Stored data

//! Own-profile screen: fetched profile plus the edit form.

use crate::backend::{Profile, ProfileUpdate};

/// Which form field has focus.
#[derive(Debug, Clone, Copy, PartialEq, Eq, Default)]
pub enum ProfileField {
    #[default]
    Username,
    FullName,
}

#[derive(Debug, Default)]
pub struct ProfileForm {
    profile: Option<Profile>,
    pub editing: bool,
    pub username: String,
    pub full_name: String,
    pub focus: ProfileField,
    saving: bool,
}

impl ProfileForm {
    pub fn profile(&self) -> Option<&Profile> {
        self.profile.as_ref()
    }

    pub fn is_saving(&self) -> bool {
        self.saving
    }

    pub fn on_loaded(&mut self, profile: Profile) {
        if !self.editing {
            self.fill_from(&profile);
        }
        self.profile = Some(profile);
    }

    fn fill_from(&mut self, profile: &Profile) {
        self.username = profile.username.clone();
        self.full_name = profile.full_name.clone().unwrap_or_default();
    }

    pub fn begin_edit(&mut self) -> bool {
        if self.profile.is_none() {
            return false;
        }
        self.editing = true;
        self.focus = ProfileField::Username;
        true
    }

    /// Discards the edits and restores the fetched values.
    pub fn cancel(&mut self) {
        self.editing = false;
        if let Some(profile) = self.profile.clone() {
            self.fill_from(&profile);
        }
    }

    pub fn toggle_focus(&mut self) {
        self.focus = match self.focus {
            ProfileField::Username => ProfileField::FullName,
            ProfileField::FullName => ProfileField::Username,
        };
    }

    pub fn focused_mut(&mut self) -> &mut String {
        match self.focus {
            ProfileField::Username => &mut self.username,
            ProfileField::FullName => &mut self.full_name,
        }
    }

    pub fn validate(&self) -> Result<ProfileUpdate, &'static str> {
        let username = self.username.trim();
        if username.is_empty() {
            return Err("Username is required");
        }
        let full_name = self.full_name.trim();
        Ok(ProfileUpdate {
            username: username.to_string(),
            full_name: (!full_name.is_empty()).then(|| full_name.to_string()),
        })
    }

    /// Validates and marks the form as saving.
    pub fn begin_save(&mut self) -> Result<ProfileUpdate, &'static str> {
        if self.saving {
            return Err("Already saving");
        }
        let update = self.validate()?;
        self.saving = true;
        Ok(update)
    }

    pub fn on_saved(&mut self, update: ProfileUpdate) {
        self.saving = false;
        self.editing = false;
        if let Some(profile) = &mut self.profile {
            profile.username = update.username;
            profile.full_name = update.full_name;
        }
        if let Some(profile) = self.profile.clone() {
            self.fill_from(&profile);
        }
    }

    pub fn on_save_failed(&mut self) {
        self.saving = false;
    }
}

/// "Welcome, <name>!" for the chat header.
pub fn welcome_line(profile: Option<&Profile>) -> Option<String> {
    profile.map(|p| format!("Welcome, {}!", p.display_name()))
}

#[cfg(test)]
mod tests {
    use super::*;
    use uuid::Uuid;

    fn profile() -> Profile {
        Profile {
            id: Uuid::new_v4(),
            username: "ann".into(),
            full_name: Some("Ann Lee".into()),
            avatar_url: None,
            status: None,
        }
    }

    #[test]
    fn test_username_required() {
        let mut form = ProfileForm::default();
        form.on_loaded(profile());
        form.begin_edit();
        form.username = "  ".into();
        assert_eq!(form.begin_save(), Err("Username is required"));
        assert!(!form.is_saving());
    }

    #[test]
    fn test_blank_full_name_becomes_none() {
        let mut form = ProfileForm::default();
        form.on_loaded(profile());
        form.full_name = "   ".into();
        let update = form.validate().unwrap();
        assert_eq!(update.full_name, None);
        assert_eq!(update.username, "ann");
    }

    #[test]
    fn test_cancel_restores_fetched_values() {
        let mut form = ProfileForm::default();
        form.on_loaded(profile());
        form.begin_edit();
        form.username = "changed".into();
        form.cancel();
        assert_eq!(form.username, "ann");
        assert_eq!(form.full_name, "Ann Lee");
        assert!(!form.editing);
    }

    #[test]
    fn test_save_updates_profile() {
        let mut form = ProfileForm::default();
        form.on_loaded(profile());
        form.begin_edit();
        form.full_name = "Ann B. Lee".into();
        let update = form.begin_save().unwrap();
        form.on_saved(update);
        assert_eq!(form.profile().unwrap().display_name(), "Ann B. Lee");
        assert!(!form.editing);
    }

    #[test]
    fn test_welcome_line() {
        assert_eq!(welcome_line(Some(&profile())).as_deref(), Some("Welcome, Ann Lee!"));
        assert_eq!(welcome_line(None), None);
    }
}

§ **What is required**
Looking at the entries above, work out how many lines include the word "ProfileField" and reply with that number alone.

§ **Exercise output**
7